» PROBLEM DETAILS
Every line of the records below that holds the word "impl" belongs in the answer.

» DATA FOR REVIEW
----------------------------------------

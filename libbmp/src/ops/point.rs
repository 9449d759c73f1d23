use crate::{BmpImage, Error};

/// Adds `amount` to every sample, saturating at 255
///
/// # Errors
///
/// This function errors if the output buffer cannot be allocated
pub fn increase_brightness(src: &BmpImage, amount: u8) -> Result<BmpImage, Error> {
    map(src, |v| v.saturating_add(amount))
}

/// Subtracts `amount` from every sample, saturating at 0
///
/// # Errors
///
/// This function errors if the output buffer cannot be allocated
pub fn decrease_brightness(src: &BmpImage, amount: u8) -> Result<BmpImage, Error> {
    map(src, |v| v.saturating_sub(amount))
}

/// Shifts every sample by a signed amount, saturating at both ends
///
/// # Errors
///
/// This function errors if the output buffer cannot be allocated
pub fn adjust_brightness(src: &BmpImage, delta: i16) -> Result<BmpImage, Error> {
    let amount = u8::try_from(delta.unsigned_abs()).unwrap_or(u8::MAX);
    if delta < 0 {
        decrease_brightness(src, amount)
    } else {
        increase_brightness(src, amount)
    }
}

/// Inverts every sample: `255 - v`
///
/// # Errors
///
/// This function errors if the output buffer cannot be allocated
pub fn negative(src: &BmpImage) -> Result<BmpImage, Error> {
    map(src, |v| u8::MAX - v)
}

/// Maps samples above `threshold` to 255 and every other sample to 0
///
/// # Errors
///
/// This function errors if the output buffer cannot be allocated
pub fn binarize(src: &BmpImage, threshold: u8) -> Result<BmpImage, Error> {
    map(src, |v| if v > threshold { u8::MAX } else { 0 })
}

pub(crate) fn map(src: &BmpImage, f: impl FnMut(u8) -> u8) -> Result<BmpImage, Error> {
    Ok(src.derive(src.bitmap().map_samples(f)?))
}

#[cfg(test)]
mod tests {
    use super::*;

    fn filled(value: u8) -> BmpImage {
        let mut image = BmpImage::grayscale(8, 8).unwrap();
        for row in image.bitmap_mut().rows_mut() {
            row.fill(value);
        }
        image
    }

    fn all(image: &BmpImage, value: u8) -> bool {
        image.bitmap().rows().flatten().all(|&v| v == value)
    }

    #[test]
    fn brightness_saturates() {
        let image = filled(128);
        assert!(all(&increase_brightness(&image, 50).unwrap(), 178));
        assert!(all(&increase_brightness(&image, 200).unwrap(), 255));
        assert!(all(&decrease_brightness(&image, 200).unwrap(), 0));
        assert!(all(&adjust_brightness(&image, -28).unwrap(), 100));
        assert!(all(&adjust_brightness(&image, 1000).unwrap(), 255));
    }

    #[test]
    fn negative_inverts() {
        assert!(all(&negative(&filled(37)).unwrap(), 218));
        assert!(all(&negative(&filled(255)).unwrap(), 0));
    }

    #[test]
    fn binarize_is_strict() {
        assert!(all(&binarize(&filled(128), 128).unwrap(), 0));
        assert!(all(&binarize(&filled(129), 128).unwrap(), 255));
    }

    #[test]
    fn input_is_untouched() {
        let image = filled(10);
        let before = image.clone();
        let _ = negative(&image).unwrap();
        assert_eq!(image, before);
    }
}
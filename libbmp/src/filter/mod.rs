mod convolve;
mod kernel;
mod window;

pub use convolve::{
    add_clamped, blur, clamp_to_u8, combine_magnitude, convolve, detect_edges, laplacian,
    magnitude, robinson, sharpen, EdgeImages,
};
pub use kernel::{Compass, EdgeOperator, Kernel, Laplacian};
pub use window::{blur_bordered, max_filter};
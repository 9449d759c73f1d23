use bmpfx::sibling_path;
use libbmp::{
    filter::{EdgeOperator, Laplacian},
    ops::Rotation,
};
use std::path::{Path, PathBuf};
use tracing::{info, Level};

use anyhow::Result;
use clap::{Parser, Subcommand};

#[cfg(not(debug_assertions))]
const DEFAULT_DEBUG_LEVEL: u8 = 1;
#[cfg(debug_assertions)]
const DEFAULT_DEBUG_LEVEL: u8 = 99;

#[derive(Parser)]
#[command(version, about, long_about = None)]
struct Cli {
    /// Turn debugging information on
    #[arg(short, long, default_value_t = DEFAULT_DEBUG_LEVEL, action = clap::ArgAction::Count)]
    verbosity: u8,

    /// The input bitmap
    input: PathBuf,

    /// The output file name, derived from the input name when omitted
    #[arg(global = true, short, long)]
    output: Option<PathBuf>,

    #[command(subcommand)]
    command: Commands,
}

#[derive(Subcommand)]
enum Commands {
    /// loads and re-saves a bitmap unchanged
    Copy,

    /// convolves with a center-surround kernel
    Convolve {
        #[arg(long, default_value_t = 3)]
        size: usize,
    },

    /// uniform box blur
    Blur {
        #[arg(long, default_value_t = 3)]
        size: usize,
        /// leave a border of original pixels instead of zero-padding
        #[arg(long)]
        bordered: bool,
    },

    /// high-pass sharpening
    Sharpen,

    /// two-direction edge detection, writes horizontal, vertical and combined images
    Edges {
        /// prewitt, sobel or roberts
        operator: EdgeOperator,
    },

    /// laplacian edge detection
    Laplacian {
        /// four-negative, four-positive, eight-negative or eight-positive
        #[arg(default_value = "four-negative")]
        variant: Laplacian,
    },

    /// robinson compass edge detection, writes one image per direction
    Robinson,

    /// maximum filter
    Max {
        #[arg(long, default_value_t = 3)]
        size: usize,
    },

    /// adds a signed amount to every sample
    Brightness {
        #[arg(allow_negative_numbers = true)]
        delta: i16,
    },

    /// inverts every sample
    Negative,

    /// thresholds every sample to black or white
    Binarize {
        #[arg(long, default_value_t = 128)]
        threshold: u8,
    },

    /// salt-and-pepper noise
    #[command(name = "salt-pepper")]
    SaltPepper {
        #[arg(long, default_value_t = 0.05)]
        probability: f64,
        #[arg(long)]
        seed: Option<u64>,
    },

    /// additive gaussian noise
    Gaussian {
        #[arg(long, default_value_t = 0.0)]
        mean: f64,
        #[arg(long, default_value_t = 100.0)]
        variance: f64,
        #[arg(long)]
        seed: Option<u64>,
    },

    /// writes the normalized histogram of an 8-bit image as text
    Histogram,

    /// histogram equalization of an 8-bit image
    Equalize,

    /// rotates by a multiple of 90 degrees
    Rotate {
        /// cw, ccw or 180
        rotation: Rotation,
    },

    /// sepia tone for 24-bit images
    Sepia,

    /// grayscale conversion for 24-bit images
    Grayscale,

    /// converts a bitmap to PNG
    Png,
}

impl Commands {
    // suffix and extension of the default output name
    fn output_suffix(&self) -> (String, &'static str) {
        let suffix = match self {
            Self::Copy => "copy".to_owned(),
            Self::Convolve { .. } => "convolved".to_owned(),
            Self::Blur { bordered: true, .. } => "blur_bordered".to_owned(),
            Self::Blur { .. } => "blur".to_owned(),
            Self::Sharpen => "sharpened".to_owned(),
            Self::Edges { operator } => operator.to_string(),
            Self::Laplacian { variant } => format!("laplacian_{variant}"),
            Self::Robinson => "robinson".to_owned(),
            Self::Max { .. } => "max".to_owned(),
            Self::Brightness { .. } => "brightness".to_owned(),
            Self::Negative => "negative".to_owned(),
            Self::Binarize { .. } => "binarized".to_owned(),
            Self::SaltPepper { .. } => "salt_pepper".to_owned(),
            Self::Gaussian { .. } => "gaussian".to_owned(),
            Self::Histogram => "histogram".to_owned(),
            Self::Equalize => "equalized".to_owned(),
            Self::Rotate { rotation } => format!("rotated_{rotation}"),
            Self::Sepia => "sepia".to_owned(),
            Self::Grayscale => "grayscale".to_owned(),
            Self::Png => return (String::new(), "png"),
        };
        let extension = match self {
            Self::Histogram => "txt",
            _ => "bmp",
        };
        (suffix, extension)
    }
}

fn output_path(input: &Path, output: Option<PathBuf>, command: &Commands) -> Result<PathBuf> {
    if let Some(output) = output {
        return Ok(output);
    }
    let output = match command.output_suffix() {
        (suffix, extension) if suffix.is_empty() => input.with_extension(extension),
        (suffix, extension) => sibling_path(input, &suffix, extension)?,
    };
    info!("output name: {}", output.display());
    Ok(output)
}

fn main() -> Result<()> {
    let cli = Cli::parse();
    let level = match cli.verbosity {
        0 => Level::ERROR,
        1 => Level::WARN,
        2 => Level::INFO,
        3 => Level::DEBUG,
        _ => Level::TRACE,
    };
    tracing_subscriber::fmt()
        .with_max_level(level)
        .with_file(true)
        .with_line_number(true)
        .init();

    let output = output_path(&cli.input, cli.output, &cli.command)?;
    let (input, output) = (cli.input.as_path(), output.as_path());

    match cli.command {
        Commands::Copy => bmpfx::copy(input, output)?,
        Commands::Convolve { size } => bmpfx::center_surround(input, output, size)?,
        Commands::Blur { size, bordered } => bmpfx::blur(input, output, size, bordered)?,
        Commands::Sharpen => bmpfx::sharpen(input, output)?,
        Commands::Edges { operator } => bmpfx::edges(input, output, operator)?,
        Commands::Laplacian { variant } => bmpfx::laplacian(input, output, variant)?,
        Commands::Robinson => bmpfx::robinson(input, output)?,
        Commands::Max { size } => bmpfx::max(input, output, size)?,
        Commands::Brightness { delta } => bmpfx::brightness(input, output, delta)?,
        Commands::Negative => bmpfx::negative(input, output)?,
        Commands::Binarize { threshold } => bmpfx::binarize(input, output, threshold)?,
        Commands::SaltPepper { probability, seed } => {
            bmpfx::salt_and_pepper(input, output, probability, seed)?;
        }
        Commands::Gaussian {
            mean,
            variance,
            seed,
        } => bmpfx::gaussian(input, output, mean, variance, seed)?,
        Commands::Histogram => bmpfx::histogram(input, output)?,
        Commands::Equalize => bmpfx::equalize(input, output)?,
        Commands::Rotate { rotation } => bmpfx::rotate(input, output, rotation)?,
        Commands::Sepia => bmpfx::sepia(input, output)?,
        Commands::Grayscale => bmpfx::grayscale(input, output)?,
        Commands::Png => bmpfx::bmp_to_png(input, output)?,
    }
    Ok(())
}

----------------------------------------

» RESPONSE AREA
pub(crate) fn map(src: &BmpImage, f: impl FnMut(u8) -> u8) -> Result<BmpImage, Error> {
impl Commands {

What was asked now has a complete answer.